Another notable compound is CAc, which is once again the most abundant in SEtOHA (26.69 ± 0.49 mg/g dw), followed by SH_2_OA, SEtOHB, and SH_2_OB (15.33 ± 0.19, 11.86 ± 0.00, and 1.19 ± 0.01 mg/g dw, respectively). CAc is a noteworthy compound, known for its hepatoprotective activity, antimicrobial activity, antidiabetic activity, and AA [69]. Following hydroxycinnamic acids, flavonoids are the second most characteristic class of compounds. Interestingly, total flavonoids are higher in SH_2_OA than in SEtOHA, contrasting with the global trend for the other classes of compounds. Among flavonoids, the most representative one is LG (11.04 ± 0.10 mg/g dw), followed by hispidulin glucuronide, apigenin glucuronide, and luteolin 7-O-glucoside (5.30 ± 0.17, 5.05 ± 0.05 and 3.08 ± 0.16 mg/g dw). Primarily, the most abundant flavonoids are conjugated with glucuronic acid. LG is well known for its anti-inflammatory and antioxidative properties, for instance, inhibiting cyclooxygenase-2, interleukin-6, and tumour necrosis factor (TNF)-α [70]. Among hydroxybenzoic acids, syringic acid is the most abundant, and, notably, it has the highest value in SEtOHB (0.62 ± 0.00 mg/g dw). It is followed by SEtOHB and SH_2_OA at the same value (0.44 ± 0.21 and 0.44 ± 0.03 mg/g dw, respectively), and is not determined in SH_2_OB. Interestingly, it can be noticed that there are some degradation products of the salvianolic acids, such as salvianic acid A (danshensu) [71]. As far as we know, the phenolic composition of S. desoleana has not been investigated yet. Comparing S. desoleana with other Salvia species, it can be noticed that RAc is one of the most abundant compounds, if not the most, as can be seen in S. clandestina, S. fruticosa, S. officinalis, and S. sclarea (7.56 ± 0.51, 6.55 ± 0.18, 5.46 ± 0.31 and 15.57 ± 0.84 mg/g dry weight) [55].

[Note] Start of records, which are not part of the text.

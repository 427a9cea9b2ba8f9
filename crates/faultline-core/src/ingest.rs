use std::time::Instant;

use chrono::{DateTime, SubsecRound, Utc};
use serde::Serialize;
use uuid::Uuid;

use crate::backend::ReportStore;
use crate::effects::{EffectDispatcher, SideEffect};
use crate::error::{ErrorKind, FaultlineError, Result};
use crate::fingerprint::fingerprint;
use crate::models::{
    AggregationUpdate, AuditRecord, CriticalAlert, ErrorReport, RawErrorReport, Severity,
    StoredError,
};
use crate::validate::validate_report;

/// Request-derived facts that are not part of the report body.
#[derive(Debug, Clone, Default, PartialEq, Eq)]
pub struct IngestContext {
    pub ip_address: Option<String>,
    pub user_agent: Option<String>,
}

#[derive(Debug, Clone, PartialEq, Eq, Serialize)]
#[serde(rename_all = "camelCase")]
pub struct IngestReceipt {
    pub error_id: String,
    pub fingerprint: String,
}

/// Write path: validate, fingerprint, persist, aggregate, then hand off the
/// best-effort effects.
///
/// The occurrence insert and the aggregate upsert are two independent writes.
/// If the upsert fails after the insert succeeded, the occurrence stays stored
/// without a matching aggregate bump and the call still fails; statistics are
/// computed from occurrences, so they remain correct.
pub struct IngestPipeline<'a> {
    store: &'a dyn ReportStore,
    effects: &'a dyn EffectDispatcher,
}

impl<'a> IngestPipeline<'a> {
    pub fn new(store: &'a dyn ReportStore, effects: &'a dyn EffectDispatcher) -> Self {
        Self { store, effects }
    }

    pub fn ingest(&self, raw: RawErrorReport, context: &IngestContext) -> Result<IngestReceipt> {
        self.ingest_at(raw, context, Utc::now())
    }

    pub fn ingest_at(
        &self,
        raw: RawErrorReport,
        context: &IngestContext,
        now: DateTime<Utc>,
    ) -> Result<IngestReceipt> {
        let report = validate_report(raw).map_err(FaultlineError::InvalidReport)?;
        self.ingest_report_at(&report, context, now)
    }

    pub fn ingest_report_at(
        &self,
        report: &ErrorReport,
        context: &IngestContext,
        now: DateTime<Utc>,
    ) -> Result<IngestReceipt> {
        let started = Instant::now();
        let now = now.trunc_subsecs(3);
        let fingerprint = fingerprint(report);
        let error_id = Uuid::new_v4().to_string();

        let mut record = StoredError::from_report(
            error_id.clone(),
            report,
            fingerprint.clone(),
            context.ip_address.clone(),
            context.user_agent.as_deref(),
            now,
        );
        record.reported_at = record.reported_at.trunc_subsecs(3);

        self.store
            .insert_report(&record)
            .map_err(|err| log_persistence_failure("store error report", &fingerprint, err))?;

        self.store
            .upsert_aggregation(&AggregationUpdate {
                fingerprint: fingerprint.clone(),
                message: report.message.clone(),
                module: report.module.clone(),
                severity: report.severity,
                category: report.category,
                seen_at: now,
            })
            .map_err(|err| log_persistence_failure("update error aggregation", &fingerprint, err))?;

        self.effects.dispatch(SideEffect::Audit(AuditRecord::error_reported(
            &error_id,
            &fingerprint,
            report,
            report.user_id.as_deref(),
            context.ip_address.as_deref(),
            now,
        )));

        if report.severity == Severity::Critical {
            self.effects.dispatch(SideEffect::Escalate(CriticalAlert {
                error_id: error_id.clone(),
                fingerprint: fingerprint.clone(),
                message: report.message.clone(),
                module: report.module.clone(),
                category: report.category.as_str().to_string(),
                reported_at: record.reported_at,
            }));
        }

        tracing::info!(
            error_id = %error_id,
            fingerprint = %fingerprint,
            severity = report.severity.as_str(),
            category = report.category.as_str(),
            module = %report.module,
            duration_ms = started.elapsed().as_millis(),
            "error report ingested"
        );

        Ok(IngestReceipt {
            error_id,
            fingerprint,
        })
    }
}

fn log_persistence_failure(step: &str, fingerprint: &str, err: FaultlineError) -> FaultlineError {
    tracing::error!(step, fingerprint, error = %err, "error report ingestion failed");
    if err.kind() == ErrorKind::Persistence {
        err
    } else {
        FaultlineError::persistence(step, err)
    }
}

3.3. Total Phenols and Antioxidant Activity
The four extracts obtained from the water residue were evaluated with five colourimetric assays to evaluate the total phenolic amount, the total antioxidant capacity (CUPRAC and FRAP assays), and the antiradical capacity (DPPH^•^ and ABTS^•+^ assays) (Table 2). Sample SEtOHA was the one with the highest TP content (106.02 ± 6.02 mg GAE/g dw), followed by SH_2_OA, SEtOHB, and SH_2_OB (75.28 ± 1.97, 32.44 ± 1.93, and 3.52 ± 0.22 mg GAE/g dw, respectively). Jasicka-Misiak et al. [57] reported the highest TP for the methanolic extract of S. sclarea (134.4 ± 9.7 and 96.1 ± 2.6 mg/g dw) and S. officinalis (93.8 ± 3.1 and 63.9 ± 2.9 mg/g dw), showing that S. desolana values are halfway between the two species. The same trend was observed for the assays used to evaluate four antioxidant and antiradical capacities, confirming SEtOHA and SH_2_OA as the two compounds with the highest capability. These extracts show overall lower values than previous comparable studies performed on Cynara cardunculus var. scolymus leaf extracts, in which, for instance, the highest values were 1.10–8.82 mmol TEAC/g dp and 3.37–31.12 mmol Fe^2+^/g dp for DPPH^•^ and FRAP, respectively, and the TP values were 198.32–1433.32 mg GAE/g dp [72].
The estimation of total phenolic amount by the Folin–Ciocalteu assay is based on a redox reaction; thus, this analysis can also be used to evaluate the antioxidant capacity. For this reason, TP values show a significant linear correlation with the antioxidant and antiradical assays (R ≥ 0.98, p ≤ 0.001).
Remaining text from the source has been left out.